O levantamento é resultado de pesquisa com mais de 100 instituições financeiras na semana anterior. Foto: iStock
O mercado financeiro reduz pela sexta semana consecutiva a projeção de inflação para 2026, que agora está em 5,02%, conforme divulgado pelo Banco Central no Boletim Focus de hoje (10). O levantamento é resultado de pesquisa com mais de 100 instituições financeiras na semana anterior.
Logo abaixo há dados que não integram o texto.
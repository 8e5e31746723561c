//! `rppal` backend for Raspberry Pi class boards

use super::board::{EdgeHandler, GpioError, Level, PinBank};
use rppal::gpio::{Gpio, InputPin, Level as RpLevel, OutputPin, Trigger};
use std::collections::HashMap;
use std::sync::{Mutex, MutexGuard};
use tracing::{debug, info};

enum Slot {
    Output(OutputPin),
    Input(InputPin),
}

pub struct RppalBoard {
    gpio: Gpio,
    pins: Mutex<HashMap<u8, Slot>>,
}

impl RppalBoard {
    pub fn open() -> Result<Self, GpioError> {
        let gpio = Gpio::new().map_err(|e| GpioError::Init(e.to_string()))?;
        info!("Opened GPIO controller");
        Ok(Self {
            gpio,
            pins: Mutex::new(HashMap::new()),
        })
    }

    fn pins(&self) -> Result<MutexGuard<'_, HashMap<u8, Slot>>, GpioError> {
        self.pins
            .lock()
            .map_err(|_| GpioError::Init("pin table lock poisoned".into()))
    }

    fn claim(&self, pin: u8) -> Result<rppal::gpio::Pin, GpioError> {
        self.gpio.get(pin).map_err(|e| GpioError::Pin {
            pin,
            reason: e.to_string(),
        })
    }
}

fn to_rppal(level: Level) -> RpLevel {
    match level {
        Level::Low => RpLevel::Low,
        Level::High => RpLevel::High,
    }
}

fn from_rppal(level: RpLevel) -> Level {
    match level {
        RpLevel::Low => Level::Low,
        RpLevel::High => Level::High,
    }
}

impl PinBank for RppalBoard {
    fn configure_output(&self, pin: u8, level: Level) -> Result<(), GpioError> {
        let mut pins = self.pins()?;
        // Release any previous mode before claiming the pin again
        pins.remove(&pin);

        let raw = self.claim(pin)?;
        let mut output = match level {
            Level::Low => raw.into_output_low(),
            Level::High => raw.into_output_high(),
        };
        output.set_reset_on_drop(false);
        debug!("Pin {} -> output {}", pin, level);
        pins.insert(pin, Slot::Output(output));
        Ok(())
    }

    fn configure_input(&self, pin: u8) -> Result<(), GpioError> {
        let mut pins = self.pins()?;
        pins.remove(&pin);

        let mut input = self.claim(pin)?.into_input_pullup();
        input.set_reset_on_drop(false);
        debug!("Pin {} -> input (pull-up)", pin);
        pins.insert(pin, Slot::Input(input));
        Ok(())
    }

    fn read(&self, pin: u8) -> Result<Level, GpioError> {
        let pins = self.pins()?;
        match pins.get(&pin) {
            Some(Slot::Input(input)) => Ok(from_rppal(input.read())),
            Some(Slot::Output(output)) => Ok(if output.is_set_high() {
                Level::High
            } else {
                Level::Low
            }),
            None => Err(GpioError::Unconfigured(pin)),
        }
    }

    fn write(&self, pin: u8, level: Level) -> Result<(), GpioError> {
        let mut pins = self.pins()?;
        match pins.get_mut(&pin) {
            Some(Slot::Output(output)) => {
                output.write(to_rppal(level));
                Ok(())
            }
            Some(Slot::Input(_)) => Err(GpioError::WrongMode {
                pin,
                wanted: "output",
            }),
            None => Err(GpioError::Unconfigured(pin)),
        }
    }

    fn on_falling_edge(&self, pin: u8, mut handler: EdgeHandler) -> Result<(), GpioError> {
        let mut pins = self.pins()?;
        match pins.get_mut(&pin) {
            Some(Slot::Input(input)) => input
                .set_async_interrupt(Trigger::FallingEdge, None, move |_event| handler())
                .map_err(|e| GpioError::Pin {
                    pin,
                    reason: e.to_string(),
                }),
            Some(Slot::Output(_)) => Err(GpioError::WrongMode {
                pin,
                wanted: "input",
            }),
            None => Err(GpioError::Unconfigured(pin)),
        }
    }
}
O BC adotou desde o início de 2025 o sistema de meta contínua para a inflação, com objetivo central em 3%, aceitando variações entre 1,50% e 4,50%. Apesar disso, as previsões para alguns anos ainda indicam níveis acima deste teto, como em 2026.
Expectativas para inflação e taxa Selic – Para 2026, a estimativa de inflação passou de 5,03% para 5,02%. Para os anos seguintes, as projeções permanecem estáveis: 4,22% para 2027, 3,80% para 2028 e 3,50% para 2029. A redução ocorre mesmo diante da escalada do conflito no Oriente Médio, que elevou os preços internacionais do petróleo, podendo pressionar a inflação brasileira via aumento dos combustíveis. A situação envolve pacotes de negociações entre Estados Unidos e Irã.
Na área monetária, o mercado espera um último corte da taxa Selic em 2025, atualmente em 14% ao ano, com projeção de 13,75% ao final do ano. Para 2027 e 2028, as estimativas da taxa permanecem em 12% e 10,50% ao ano, respectivamente.
Projeções para atividade econômica e câmbio – Em relação ao crescimento do Produto Interno Bruto (PIB), a previsão para 2026 sofreu leve recuo, de 1,99% para 1,98%. Para 2027, a projeção caiu de 1,57% para 1,52%. O PIB de 2024 registrou oficialmente expansão de 2,3%, segundo o Instituto Brasileiro de Geografia e Estatística (IBGE).
Quanto à taxa de câmbio, as estimativas se mantêm em R$ 5,20 por dólar para o final de 2025 e R$ 5,28 para o fim de 2027. A persistente queda nas expectativas de inflação reflete as análises do mercado sobre a dinâmica econômica, mesmo em contexto de volatilidade e custos elevados de energia.